I should have posted this earlier, but things have been pretty busy. In any event, I will be presenting a poster next week at the Biology of Genomes meeting at Cold Spring Harbor. The poster is entitled "Maximizing utility of genome sequence data". Here is the abstract.
Advances in DNA sequencing technologies over the past few years have led to data generation and processing rates that far outpace Moore's Law and storage capacity improvements. As a result, there will come a time when one will no longer be able to “throw more money” at the problems presented by DNA sequencing, i.e., researchers will not be able to keep pace with data generation by purchasing more and more storage and computational nodes. Proposed sequencing platform improvements and the rapid rate of adoption of these technologies by labs large and small will only hasten the time when the old solutions will no longer apply. The history of freely shared sequence data through the NCBI and EBI Trace Archives transform the very difficult problem of massive sequence data generation into a problem of data generation and data sharing on a scale heretofore unimaginable.

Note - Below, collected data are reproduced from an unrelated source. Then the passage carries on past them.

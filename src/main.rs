use std::io;

use anyhow::Result;
use clap::Parser;
use tracing::Level;
use tracing_subscriber::FmtSubscriber;

use dining::config::{DEFAULT_PHILOSOPHERS, DEFAULT_ROUNDS};
use dining::{menu, DiningError, SimConfig, Simulation, StrategyKind};

#[derive(Parser)]
#[command(name = "dining")]
#[command(version)]
#[command(about = "Dining philosophers with four fork-sharing strategies")]
struct Cli {
    /// Number of philosophers (and forks)
    #[arg(short = 'n', long, default_value_t = DEFAULT_PHILOSOPHERS)]
    philosophers: usize,

    /// Meals per philosopher
    #[arg(long, default_value_t = DEFAULT_ROUNDS)]
    rounds: usize,

    #[arg(long, default_value_t = 10)]
    eat_min_ms: u64,

    #[arg(long, default_value_t = 29)]
    eat_max_ms: u64,

    #[arg(long, default_value_t = 10)]
    think_min_ms: u64,

    #[arg(long, default_value_t = 29)]
    think_max_ms: u64,

    /// Random seed
    #[arg(long)]
    seed: Option<u64>,

    /// Run one strategy and exit (1=monitor 2=semaphore 3=mutex per fork 4=waiter)
    #[arg(long)]
    strategy: Option<u8>,

    /// Enable verbose logging
    #[arg(short, long)]
    verbose: bool,
}

fn main() -> Result<()> {
    let cli = Cli::parse();

    let level = if cli.verbose { Level::DEBUG } else { Level::INFO };
    FmtSubscriber::builder()
        .with_max_level(level)
        .with_target(false)
        .with_writer(io::stderr)
        .compact()
        .init();

    let config = SimConfig {
        philosophers: cli.philosophers,
        rounds: cli.rounds,
        eat_ms: cli.eat_min_ms..=cli.eat_max_ms,
        think_ms: cli.think_min_ms..=cli.think_max_ms,
        seed: cli.seed,
    };
    let sim = Simulation::new(config)?;
    println!("{}", sim.table());

    match cli.strategy {
        Some(code) => {
            let kind = StrategyKind::from_code(code)
                .ok_or_else(|| DiningError::InvalidOption(code.to_string()))?;
            let report = sim.run(kind)?;
            println!("{report}");
        }
        None => {
            let stdin = io::stdin();
            menu::run_menu(stdin.lock(), io::stdout(), |kind| sim.run(kind))?;
        }
    }

    Ok(())
}
pub mod config;
pub mod error;
pub mod fork;
pub mod menu;
pub mod monitor;
pub mod mutex_fork;
pub mod philosopher;
pub mod room;
pub mod semaphore;
pub mod simulation;
pub mod stats;
pub mod strategy;
pub mod table;
pub mod waiter;

pub use config::SimConfig;
pub use error::DiningError;
pub use simulation::{RunReport, Simulation};
pub use strategy::{Strategy, StrategyKind};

Over the last year, several organizations, e.g., MGED, NCI, Illumina, 1000 Genomes DCC, and NHGRI, have convened meetings to discuss the problems presented by the massive amounts of data generated by next-generation sequencing technologies. As prologue, brief overviews of these meetings will be presented along with approaches to dealing with massive data generation rates from other disciplines, e.g., high energy physics and high-resolution medical imaging. The Genome Center at Washington University in St. Louis, due to its large-scale sequencing operation and whole-genome analysis capabilities, experiences the difficulties presented by massively-parallel sequencing platforms acutely. To address the many challenges presented by the scale of data generation and requisite analysis, we have developed a multidisciplinary approach involving experts in biology, genomics, bioinformatics, computer science, information technology, and engineering. The resulting approach involves many techniques including intelligent compression and data reduction, data aging, archiving, parallelization, fault-tolerant workflows, scalable software frameworks, and multivariate/multi-genome visualization and comparison, which leverage and extend our laboratory information management system. This approach and its application to the sequencing and analysis of cancer samples will be presented.
It's a lot to cover in 4 ft × 4 ft, but I'll do my best. If you are going to be at Cold Spring Harbor, stop by and say hello.